For Community

These are some guidelines about how to respond when a member of your community has died.

DO:

  • Be caring and compassionate
  • Offer your condolences
  • Ask how your bereaved members would like to stay in contact
  • Ask how much information the deceased’s family members would like the community members to know, and if they wish to be contacted by the community members.
  • Consider any community members who were known to be closely connected with the deceased or who demonstrate visible, intense grief reactions
  • Be conscious of diversity and accommodate religious beliefs and customs where it is reasonable and practical.
  • Consider what action to take if the death is in the media.
  • Give bereaved community members appropriate information about grief reactions and help resources.
  • Remember that the full impact of a bereavement may not be felt until some time after the death.

DON’T:

  • Ignore the situation.
  • Assume you know how bereaved community members are feeling – every bereavement is unique.
  • Say anything that may minimize or undermine the loss, such as: “We all have to go sometime”.
  • Say anything to make light of bereavement, such as: “Time will heal”.
  • Make the assumption that bereaved community members have “gotten over” their grief and are “back to normal” if they look okay and are functioning normatively.

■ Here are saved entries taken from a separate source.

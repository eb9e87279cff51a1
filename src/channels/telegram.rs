// ABOUTME: Telegram Bot API webhook parsing and sendMessage client
// ABOUTME: Long replies are split to respect Telegram's 4096 UTF-16 unit limit
//
// SPDX-License-Identifier: MIT OR Apache-2.0
// Copyright (c) 2025 Air Lab

use super::{split_message_by, InboundMessage};
use crate::errors::{AppError, AppResult};
use reqwest::Client;
use serde::Deserialize;
use serde_json::{json, Value};
use tracing::debug;

/// Telegram Bot API root
pub const API_BASE_URL: &str = "https://api.telegram.org";

/// Longest text accepted by `sendMessage`, in UTF-16 code units
const MAX_MESSAGE_UTF16_UNITS: usize = 4096;

#[derive(Debug, Deserialize)]
struct ApiResponse {
    ok: bool,
    #[serde(default)]
    description: Option<String>,
}

/// Extract the text of a new message, ignoring edits and everything else
#[must_use]
pub fn parse_update(update: &Value) -> Option<InboundMessage> {
    let message = update.get("message")?;
    let text = message.get("text")?.as_str()?.trim();
    if text.is_empty() {
        return None;
    }
    let chat_id = match message.get("chat")?.get("id")? {
        Value::Number(n) => n.to_string(),
        Value::String(s) => s.clone(),
        _ => return None,
    };
    let sender_name = message
        .get("from")
        .and_then(|from| from.get("first_name"))
        .and_then(Value::as_str)
        .map(str::to_owned);

    Some(InboundMessage {
        chat_id,
        text: text.to_owned(),
        sender_name,
    })
}

/// Send `text` to `chat_id`
///
/// # Errors
///
/// Returns an external service error when Telegram rejects the message
pub async fn send_message(
    client: &Client,
    base_url: &str,
    bot_token: &str,
    chat_id: &str,
    text: &str,
) -> AppResult<()> {
    let url = format!("{}/bot{bot_token}/sendMessage", base_url.trim_end_matches('/'));
    for chunk in split_message_by(text, MAX_MESSAGE_UTF16_UNITS, char::len_utf16) {
        let response: ApiResponse = client
            .post(&url)
            .json(&json!({ "chat_id": chat_id, "text": chunk }))
            .send()
            .await?
            .json()
            .await?;
        if !response.ok {
            return Err(AppError::external_service(
                "Telegram",
                response
                    .description
                    .unwrap_or_else(|| "sendMessage failed".to_owned()),
            ));
        }
    }
    debug!(chat_id, "Sent Telegram reply");
    Ok(())
}
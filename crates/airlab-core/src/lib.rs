// ABOUTME: Core types and constants for the Air Lab assistant builder
// ABOUTME: Foundation crate with error handling, domain models, and constants
//
// SPDX-License-Identifier: MIT OR Apache-2.0
// Copyright (c) 2025 Air Lab

#![deny(unsafe_code)]

//! # Air Lab Core
//!
//! Foundation crate providing shared types and constants for the Air Lab
//! assistant builder. It changes infrequently so the server crate gets the
//! incremental compilation benefits of the workspace split.
//!
//! ## Modules
//!
//! - **errors**: Unified error handling with `AppError` and `ErrorCode`
//! - **constants**: Application-wide constants organized by domain
//! - **models**: Users, assistants, conversations, documents, integrations, sessions

/// Unified error handling system with standard error codes and HTTP responses
pub mod errors;

/// Application constants and configuration values organized by domain
pub mod constants;

/// Core data models mirrored in the relational store
pub mod models;
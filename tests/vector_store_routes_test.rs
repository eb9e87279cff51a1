// ABOUTME: Integration tests for the authenticated vector store pass-through routes
// ABOUTME: Covers store creation, file attach/list/remove, and id validation
//
// SPDX-License-Identifier: MIT OR Apache-2.0
// Copyright (c) 2025 Air Lab

#![allow(clippy::unwrap_used, clippy::expect_used, clippy::panic)]
#![allow(missing_docs)]

mod common;
mod helpers;

use axum::http::StatusCode;
use common::TestApp;
use helpers::axum_test::AxumTestRequest;
use serde_json::{json, Value};

#[tokio::test]
async fn test_store_and_file_lifecycle() {
    let app = TestApp::new().await;
    let (_user, token) = app.create_user("owner@example.com").await;

    let store: Value = AxumTestRequest::post("/api/vector-store")
        .bearer(&token)
        .json(&json!({"name": "  Shared docs "}))
        .send(app.router())
        .await
        .assert_status(StatusCode::CREATED)
        .json();
    let store_id = store["id"].as_str().unwrap().to_owned();
    assert_eq!(store["name"], "Shared docs");

    AxumTestRequest::post(&format!("/api/vector-store/{store_id}/files"))
        .bearer(&token)
        .json(&json!({"file_id": "file-abc"}))
        .send(app.router())
        .await
        .assert_status(StatusCode::CREATED);

    let listed: Value = AxumTestRequest::get(&format!("/api/vector-store/{store_id}/files"))
        .bearer(&token)
        .send(app.router())
        .await
        .assert_status(StatusCode::OK)
        .json();
    assert_eq!(listed["files"][0]["id"], "file-abc");

    AxumTestRequest::delete(&format!("/api/vector-store/{store_id}/files/file-abc"))
        .bearer(&token)
        .send(app.router())
        .await
        .assert_status(StatusCode::NO_CONTENT);
    AxumTestRequest::delete(&format!("/api/vector-store/{store_id}"))
        .bearer(&token)
        .send(app.router())
        .await
        .assert_status(StatusCode::NO_CONTENT);

    assert!(app
        .openai
        .called(&format!("remove_vector_store_file:{store_id}:file-abc")));
    assert!(app.openai.called(&format!("delete_vector_store:{store_id}")));
}

#[tokio::test]
async fn test_requires_authentication() {
    let app = TestApp::new().await;

    AxumTestRequest::post("/api/vector-store")
        .json(&json!({"name": "Docs"}))
        .send(app.router())
        .await
        .assert_status(StatusCode::UNAUTHORIZED);
    assert!(!app.openai.called("create_vector_store"));
}

#[tokio::test]
async fn test_rejects_blank_name_and_malformed_ids() {
    let app = TestApp::new().await;
    let (_user, token) = app.create_user("owner@example.com").await;

    AxumTestRequest::post("/api/vector-store")
        .bearer(&token)
        .json(&json!({"name": "   "}))
        .send(app.router())
        .await
        .assert_status(StatusCode::BAD_REQUEST);

    AxumTestRequest::delete("/api/vector-store/vs.1")
        .bearer(&token)
        .send(app.router())
        .await
        .assert_status(StatusCode::BAD_REQUEST);

    AxumTestRequest::post("/api/vector-store/vs_1/files")
        .bearer(&token)
        .json(&json!({"file_id": "file/../x"}))
        .send(app.router())
        .await
        .assert_status(StatusCode::BAD_REQUEST);

    assert!(!app.openai.called("delete_vector_store"));
    assert!(!app.openai.called("add_vector_store_file"));
}
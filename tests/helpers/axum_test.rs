// ABOUTME: Axum HTTP testing utilities for integration tests
// ABOUTME: Provides helpers to test Axum routes without running a full server

use axum::{
    body::Body,
    http::{header, HeaderMap, Method, Request, StatusCode},
    Router,
};
use serde::Serialize;
use tower::ServiceExt;

const MULTIPART_BOUNDARY: &str = "airlab-test-boundary";

/// Helper to build and execute HTTP requests against Axum routers
pub struct AxumTestRequest {
    method: Method,
    uri: String,
    headers: Vec<(String, String)>,
    body: Option<Vec<u8>>,
}

impl AxumTestRequest {
    fn new(method: Method, uri: &str) -> Self {
        Self {
            method,
            uri: uri.to_owned(),
            headers: Vec::new(),
            body: None,
        }
    }

    /// Create a new GET request
    pub fn get(uri: &str) -> Self {
        Self::new(Method::GET, uri)
    }

    /// Create a new POST request
    pub fn post(uri: &str) -> Self {
        Self::new(Method::POST, uri)
    }

    /// Create a new DELETE request
    pub fn delete(uri: &str) -> Self {
        Self::new(Method::DELETE, uri)
    }

    /// Create a new PUT request
    pub fn put(uri: &str) -> Self {
        Self::new(Method::PUT, uri)
    }

    /// Create a new OPTIONS request
    pub fn options(uri: &str) -> Self {
        Self::new(Method::OPTIONS, uri)
    }

    /// Add a header to the request
    pub fn header(mut self, key: &str, value: &str) -> Self {
        self.headers.push((key.to_owned(), value.to_owned()));
        self
    }

    /// Authenticate with a bearer token
    pub fn bearer(self, token: &str) -> Self {
        self.header("authorization", &format!("Bearer {token}"))
    }

    /// Add JSON body to the request
    pub fn json<T: Serialize>(mut self, data: &T) -> Self {
        self.body = Some(serde_json::to_vec(data).expect("Failed to serialize JSON"));
        self.headers.push((
            header::CONTENT_TYPE.as_str().to_owned(),
            "application/json".to_owned(),
        ));
        self
    }

    /// Add a `multipart/form-data` body with text fields and at most one file
    pub fn multipart(
        mut self,
        fields: &[(&str, &str)],
        file: Option<(&str, &str, &str, &[u8])>,
    ) -> Self {
        let mut body = Vec::new();
        for (name, value) in fields {
            body.extend_from_slice(
                format!(
                    "--{MULTIPART_BOUNDARY}\r\nContent-Disposition: form-data; name=\"{name}\"\r\n\r\n{value}\r\n"
                )
                .as_bytes(),
            );
        }
        if let Some((field, file_name, content_type, bytes)) = file {
            body.extend_from_slice(
                format!(
                    "--{MULTIPART_BOUNDARY}\r\nContent-Disposition: form-data; name=\"{field}\"; filename=\"{file_name}\"\r\nContent-Type: {content_type}\r\n\r\n"
                )
                .as_bytes(),
            );
            body.extend_from_slice(bytes);
            body.extend_from_slice(b"\r\n");
        }
        body.extend_from_slice(format!("--{MULTIPART_BOUNDARY}--\r\n").as_bytes());

        self.body = Some(body);
        self.headers.push((
            header::CONTENT_TYPE.as_str().to_owned(),
            format!("multipart/form-data; boundary={MULTIPART_BOUNDARY}"),
        ));
        self
    }

    /// Execute the request against an Axum router
    pub async fn send(self, app: Router) -> AxumTestResponse {
        let mut builder = Request::builder().method(self.method).uri(self.uri);

        for (key, value) in self.headers {
            builder = builder.header(key, value);
        }

        let body = self.body.unwrap_or_default();
        let request = builder
            .body(Body::from(body))
            .expect("Failed to build request");

        let response = app
            .oneshot(request)
            .await
            .expect("Failed to execute request");

        AxumTestResponse::from_response(response).await
    }
}

/// Wrapper around Axum HTTP response for testing
pub struct AxumTestResponse {
    status: StatusCode,
    headers: HeaderMap,
    body: Vec<u8>,
}

impl AxumTestResponse {
    /// Create from response by eagerly reading the body
    async fn from_response(response: axum::http::Response<Body>) -> Self {
        use axum::body::to_bytes;
        let status = response.status();
        let headers = response.headers().clone();
        let body = to_bytes(response.into_body(), usize::MAX)
            .await
            .expect("Failed to read response body")
            .to_vec();
        Self {
            status,
            headers,
            body,
        }
    }

    /// Get the response status code as u16 for easy assertion
    pub const fn status(&self) -> u16 {
        self.status.as_u16()
    }

    /// Get the response status code as `StatusCode`
    pub const fn status_code(&self) -> StatusCode {
        self.status
    }

    /// Value of a response header
    pub fn header(&self, name: &str) -> Option<String> {
        self.headers
            .get(name)
            .and_then(|v| v.to_str().ok())
            .map(str::to_owned)
    }

    /// Get the response body as bytes
    pub fn bytes(self) -> Vec<u8> {
        self.body
    }

    /// Get the response body as a JSON value
    pub fn json<T: serde::de::DeserializeOwned>(self) -> T {
        serde_json::from_slice(&self.body).expect("Failed to deserialize JSON response")
    }

    /// Get the response body as a string
    pub fn text(self) -> String {
        String::from_utf8(self.body).expect("Failed to decode response as UTF-8")
    }

    /// Assert that the status code matches
    pub fn assert_status(self, expected: StatusCode) -> Self {
        assert_eq!(
            self.status,
            expected,
            "Expected status {}, got {}: {}",
            expected,
            self.status,
            String::from_utf8_lossy(&self.body)
        );
        self
    }
}
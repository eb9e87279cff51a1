// ABOUTME: Tests for environment-driven server configuration
// ABOUTME: Runs serially because every test mutates process environment variables
//
// SPDX-License-Identifier: MIT OR Apache-2.0
// Copyright (c) 2025 Air Lab

#![allow(clippy::unwrap_used, clippy::expect_used, clippy::panic)]
#![allow(missing_docs)]

use airlab_assistant_builder::config::{Environment, ServerConfig};
use airlab_assistant_builder::constants::env_config;
use serial_test::serial;
use std::env;
use std::path::PathBuf;

const ALL_VARS: &[&str] = &[
    env_config::OPENAI_API_KEY,
    env_config::OPENAI_BASE_URL,
    env_config::DATABASE_URL,
    env_config::SESSION_SECRET,
    env_config::SESSION_TTL_HOURS,
    env_config::PRIVATE_OBJECT_DIR,
    env_config::PUBLIC_OBJECT_SEARCH_PATHS,
    env_config::HTTP_PORT,
    env_config::HOST,
    env_config::ENVIRONMENT,
    env_config::DEFAULT_MODEL,
    env_config::CORS_ALLOWED_ORIGINS,
    env_config::PUBLIC_BASE_URL,
    env_config::MAX_UPLOAD_BYTES,
    env_config::RUN_POLL_MAX_ATTEMPTS,
    env_config::RUN_POLL_INTERVAL_MS,
    env_config::ADMIN_EMAIL,
    env_config::ADMIN_PASSWORD,
];

fn clear_env() {
    for var in ALL_VARS {
        env::remove_var(var);
    }
}

#[test]
#[serial]
fn test_defaults_without_environment() {
    clear_env();

    let config = ServerConfig::from_env().unwrap();

    assert_eq!(config.http_port, 5000);
    assert_eq!(config.host, "0.0.0.0");
    assert_eq!(config.environment, Environment::Development);
    assert_eq!(config.public_base_url, "http://localhost:5000");
    assert!(config.database.is_sqlite());
    assert_eq!(config.openai.base_url, "https://api.openai.com/v1");
    assert_eq!(config.openai.default_model, "gpt-4o-mini");
    assert!(config.openai.api_key.is_none());
    assert!(config.auth.session_secret.is_none());
    assert_eq!(config.auth.session_ttl_hours, 168);
    assert_eq!(config.cors.allowed_origins, vec!["*"]);
    assert!(config.storage.public_search_paths.is_empty());
    assert_eq!(config.run_poll.max_attempts, 30);
    assert_eq!(config.run_poll.interval_ms, 1000);
}

#[test]
#[serial]
fn test_reads_overrides() {
    clear_env();
    env::set_var(env_config::HTTP_PORT, "8080");
    env::set_var(env_config::ENVIRONMENT, "testing");
    env::set_var(env_config::OPENAI_API_KEY, "sk-live");
    env::set_var(env_config::DATABASE_URL, "postgresql://airlab@db/airlab");
    env::set_var(env_config::PUBLIC_OBJECT_SEARCH_PATHS, "/srv/public, /srv/assets,");
    env::set_var(
        env_config::CORS_ALLOWED_ORIGINS,
        "https://app.example.com, http://localhost:3000",
    );
    env::set_var(env_config::RUN_POLL_MAX_ATTEMPTS, "5");
    env::set_var(env_config::SESSION_SECRET, "   ");

    let config = ServerConfig::from_env().unwrap();
    clear_env();

    assert_eq!(config.http_port, 8080);
    assert_eq!(config.public_base_url, "http://localhost:8080");
    assert_eq!(config.environment, Environment::Testing);
    assert_eq!(config.openai.api_key.as_deref(), Some("sk-live"));
    assert!(!config.database.is_sqlite());
    assert_eq!(
        config.storage.public_search_paths,
        vec![PathBuf::from("/srv/public"), PathBuf::from("/srv/assets")]
    );
    assert_eq!(
        config.cors.allowed_origins,
        vec!["https://app.example.com", "http://localhost:3000"]
    );
    assert_eq!(config.run_poll.max_attempts, 5);
    // Blank secrets count as unset
    assert!(config.auth.session_secret.is_none());
}

#[test]
#[serial]
fn test_invalid_numbers_are_rejected() {
    clear_env();
    env::set_var(env_config::HTTP_PORT, "not-a-port");
    let err = ServerConfig::from_env().unwrap_err();
    assert!(err.to_string().contains("HTTP_PORT"), "{err}");

    clear_env();
    env::set_var(env_config::RUN_POLL_MAX_ATTEMPTS, "0");
    let err = ServerConfig::from_env().unwrap_err();
    assert!(err.to_string().contains("RUN_POLL_MAX_ATTEMPTS"), "{err}");
    clear_env();
}

#[test]
#[serial]
fn test_production_requires_session_secret() {
    clear_env();
    env::set_var(env_config::ENVIRONMENT, "production");
    let err = ServerConfig::from_env().unwrap_err();
    assert!(err.to_string().contains("SESSION_SECRET"), "{err}");

    env::set_var(env_config::SESSION_SECRET, "a-long-random-secret");
    let config = ServerConfig::from_env().unwrap();
    clear_env();

    assert!(config.environment.is_production());
}

#[test]
#[serial]
fn test_summary_hides_secrets() {
    clear_env();
    env::set_var(env_config::OPENAI_API_KEY, "sk-very-secret");
    env::set_var(env_config::SESSION_SECRET, "session-very-secret");
    let config = ServerConfig::from_env().unwrap();
    clear_env();

    let summary = config.summary();
    assert!(summary.contains("key configured"));
    assert!(!summary.contains("sk-very-secret"));
    assert!(!summary.contains("session-very-secret"));

    let json = serde_json::to_string(&config).unwrap();
    assert!(!json.contains("sk-very-secret"));
    assert!(!json.contains("session-very-secret"));
}
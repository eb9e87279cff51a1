// ABOUTME: Admin route handlers for user management, balances, usage stats and assistant listing
// ABOUTME: Every handler requires an authenticated user with the admin role
//
// SPDX-License-Identifier: MIT OR Apache-2.0
// Copyright (c) 2025 Air Lab

//! Admin routes
//!
//! Accessible with the normal session token of an admin user. Plans set
//! here are not charged to the balance.

use super::parse_id;
use crate::auth::AuthContext;
use crate::constants::limits;
use crate::database_plugins::DatabaseProvider;
use crate::errors::{AppError, AppResult};
use crate::middleware::{authenticate, require_admin};
use crate::models::{BillingPlan, User, UserRole};
use crate::resources::ServerResources;
use crate::services::accounts;
use axum::{
    extract::{Path, Query, State},
    http::{HeaderMap, StatusCode},
    response::{IntoResponse, Response},
    routing::{get, post, put},
    Json, Router,
};
use serde::{Deserialize, Serialize};
use serde_json::json;
use std::sync::Arc;
use tracing::info;

/// Pagination query
#[derive(Debug, Deserialize)]
pub struct PageQuery {
    /// Page size
    #[serde(default = "default_limit")]
    pub limit: i64,
    /// Offset for pagination
    #[serde(default)]
    pub offset: i64,
}

const fn default_limit() -> i64 {
    limits::DEFAULT_PAGE_SIZE
}

impl PageQuery {
    fn clamped(&self) -> (i64, i64) {
        (self.limit.clamp(1, 500), self.offset.max(0))
    }
}

/// Admin user update
#[derive(Debug, Default, Deserialize)]
pub struct AdminUpdateUserRequest {
    /// New role
    pub role: Option<UserRole>,
    /// Enable or disable the account
    pub is_active: Option<bool>,
    /// Plan assigned without charge
    pub plan: Option<BillingPlan>,
}

/// Balance adjustment
#[derive(Debug, Deserialize)]
pub struct BalanceAdjustmentRequest {
    /// Credit (positive) or debit (negative), floored at zero
    pub amount_cents: i64,
}

/// Platform counters
#[derive(Debug, Serialize)]
pub struct AdminStats {
    /// Registered users
    pub users: i64,
    /// Assistants across all users
    pub assistants: i64,
    /// Conversations across all channels
    pub conversations: i64,
}

/// Admin routes
pub struct AdminRoutes;

impl AdminRoutes {
    /// Create all admin routes
    pub fn routes(resources: Arc<ServerResources>) -> Router {
        Router::new()
            .route("/api/admin/users", get(Self::handle_list_users))
            .route(
                "/api/admin/users/:user_id",
                put(Self::handle_update_user).delete(Self::handle_delete_user),
            )
            .route(
                "/api/admin/users/:user_id/balance",
                post(Self::handle_adjust_balance),
            )
            .route("/api/admin/stats", get(Self::handle_stats))
            .route("/api/admin/assistants", get(Self::handle_list_assistants))
            .with_state(resources)
    }

    async fn authenticate_admin(
        headers: &HeaderMap,
        resources: &ServerResources,
    ) -> AppResult<AuthContext> {
        let auth = authenticate(headers, resources).await?;
        require_admin(&auth)?;
        Ok(auth)
    }

    async fn load_user(resources: &ServerResources, user_id: &str) -> AppResult<User> {
        let user_id = parse_id(user_id, "user")?;
        resources
            .database
            .get_user(user_id)
            .await?
            .ok_or_else(|| AppError::not_found("User"))
    }

    async fn handle_list_users(
        State(resources): State<Arc<ServerResources>>,
        headers: HeaderMap,
        Query(page): Query<PageQuery>,
    ) -> Result<Response, AppError> {
        Self::authenticate_admin(&headers, &resources).await?;
        let (limit, offset) = page.clamped();
        let users = resources.database.list_users(limit, offset).await?;
        let total = resources.database.get_user_count().await?;
        Ok((StatusCode::OK, Json(json!({ "users": users, "total": total }))).into_response())
    }

    async fn handle_update_user(
        State(resources): State<Arc<ServerResources>>,
        headers: HeaderMap,
        Path(user_id): Path<String>,
        Json(request): Json<AdminUpdateUserRequest>,
    ) -> Result<Response, AppError> {
        let admin = Self::authenticate_admin(&headers, &resources).await?;
        let user = Self::load_user(&resources, &user_id).await?;

        if request.role.is_some() || request.is_active.is_some() {
            let role = request.role.unwrap_or(user.role);
            let is_active = request.is_active.unwrap_or(user.is_active);
            resources
                .database
                .update_user_status(user.id, role, is_active)
                .await?;
            if !is_active {
                resources.database.delete_user_sessions(user.id).await?;
            }
        }
        if let Some(plan) = request.plan {
            resources.database.set_user_plan(user.id, plan).await?;
        }
        info!(admin_id = %admin.user_id(), user_id = %user.id, "Admin updated user");

        let updated = Self::load_user(&resources, &user_id).await?;
        Ok((StatusCode::OK, Json(updated)).into_response())
    }

    async fn handle_adjust_balance(
        State(resources): State<Arc<ServerResources>>,
        headers: HeaderMap,
        Path(user_id): Path<String>,
        Json(request): Json<BalanceAdjustmentRequest>,
    ) -> Result<Response, AppError> {
        let admin = Self::authenticate_admin(&headers, &resources).await?;
        let user = Self::load_user(&resources, &user_id).await?;
        let balance = resources
            .database
            .adjust_user_balance(user.id, request.amount_cents)
            .await?;
        info!(
            admin_id = %admin.user_id(),
            user_id = %user.id,
            amount_cents = request.amount_cents,
            balance_cents = balance,
            "Admin adjusted balance"
        );
        Ok((
            StatusCode::OK,
            Json(json!({ "user_id": user.id, "balance_cents": balance })),
        )
            .into_response())
    }

    async fn handle_delete_user(
        State(resources): State<Arc<ServerResources>>,
        headers: HeaderMap,
        Path(user_id): Path<String>,
    ) -> Result<Response, AppError> {
        let admin = Self::authenticate_admin(&headers, &resources).await?;
        let user_id = parse_id(&user_id, "user")?;
        if user_id == admin.user_id() {
            return Err(AppError::invalid_input(
                "Admins cannot delete their own account here",
            ));
        }
        accounts::delete_account(
            &resources.database,
            resources.openai.as_ref(),
            resources.storage.as_ref(),
            user_id,
        )
        .await?;
        info!(admin_id = %admin.user_id(), user_id = %user_id, "Admin deleted user");
        Ok(StatusCode::NO_CONTENT.into_response())
    }

    async fn handle_stats(
        State(resources): State<Arc<ServerResources>>,
        headers: HeaderMap,
    ) -> Result<Response, AppError> {
        Self::authenticate_admin(&headers, &resources).await?;
        let stats = AdminStats {
            users: resources.database.get_user_count().await?,
            assistants: resources.database.get_assistant_count().await?,
            conversations: resources.database.get_conversation_count().await?,
        };
        Ok((StatusCode::OK, Json(stats)).into_response())
    }

    async fn handle_list_assistants(
        State(resources): State<Arc<ServerResources>>,
        headers: HeaderMap,
        Query(page): Query<PageQuery>,
    ) -> Result<Response, AppError> {
        Self::authenticate_admin(&headers, &resources).await?;
        let (limit, offset) = page.clamped();
        let assistants = resources
            .database
            .list_all_assistants(limit, offset)
            .await?;
        Ok((StatusCode::OK, Json(assistants)).into_response())
    }
}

If your community member’s death occurred in the context of an accident or a crisis when other community members were present:

  • Organize a debriefing session with the bereaved community members involved in the accident or crisis, following the incident
  • Ensure that all community members are supported as they grieve
  • Arrange for a meeting for all community members when it is appropriate to do so; to express the communal sense of loss and sympathy for the family members affected, and to decide on a form of memorial
  • Ensure that media interest is kept away from your community’s premises and appointment a members to liaise with any journalist that gets in touch
  • Keep the deceased’s family members aware of what is happening in the community, and the need to watch out for signs of distress in their children or young people in the months to come.